Docking-based virtual screening and molecular dynamic studies to identify new RIOK2 inhibitors

Since RIO (right open reading frame) family of kinases including RIOK1, RIOK2 and RIOK3 do not have any domain similar to typical kinases, they have called atypical kinase. Role of RIO kinases in pre-rRNA processing has been demonstrated. Furthermore, various investigations have revealed the role of RIOK2 in the carcinogenesis and potential of RIOK2 inhibitors as anticancer medicine. In this study, an in-silico approach have been utilized to find potential RIOK2 inhibitors. A database of already approved drugs including more than 5000 ligands have been retrieved from ZINC database and virtually screened against RIOK2 as target protein using AutoDock Vina software. The study have been followed by drug likeness and pharmacokinetic properties prediction, semiflexible docking and molecular dynamic simulations of the top-docked ligands. Top-docked ligands have shown appropriate drug likeness and pharmacokinetic properties.

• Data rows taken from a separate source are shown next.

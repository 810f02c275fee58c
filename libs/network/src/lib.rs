//! # Signal Bridge Socket Channel
//!
//! Primary transport of the bridge: a length-prefixed TCP duplex stream to a
//! single peer, with an explicit connection state machine and a timeout on
//! every operation.
//!
//! ## What This Crate Does NOT Contain
//! - Message encoding (belongs in `codec`); frames here are opaque bytes
//! - Fallback or reconnect policy (belongs in `bridge`)

pub mod channel;
pub mod error;
pub mod frame;
mod stats;

pub use channel::{ChannelEvent, ConnectionState, SocketChannel, SocketChannelConfig, SocketRole};
pub use error::{Result, TransportError};
pub use frame::{read_frame, write_frame, FRAME_HEADER_SIZE};
pub use stats::ChannelStats;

Investigation of ligand-protein interactions after semiflexible docking have revealed that there are hydrogen bonds and hydrophobic interactions between the selected compounds and amino acids in the active site of RIOK2. Molecular dynamic simulations on the complexes of conivaptan and 4-hydroxy-estazolam as the best compounds, with RIOK2 have demonstrated stable protein-ligand interactions and have validated virtual screening and docking studies. Overall, the present study have been identified conivaptan and 4-hydroxy-estazolam as potential chemotherapeutic agent through inhibition of RIOK2.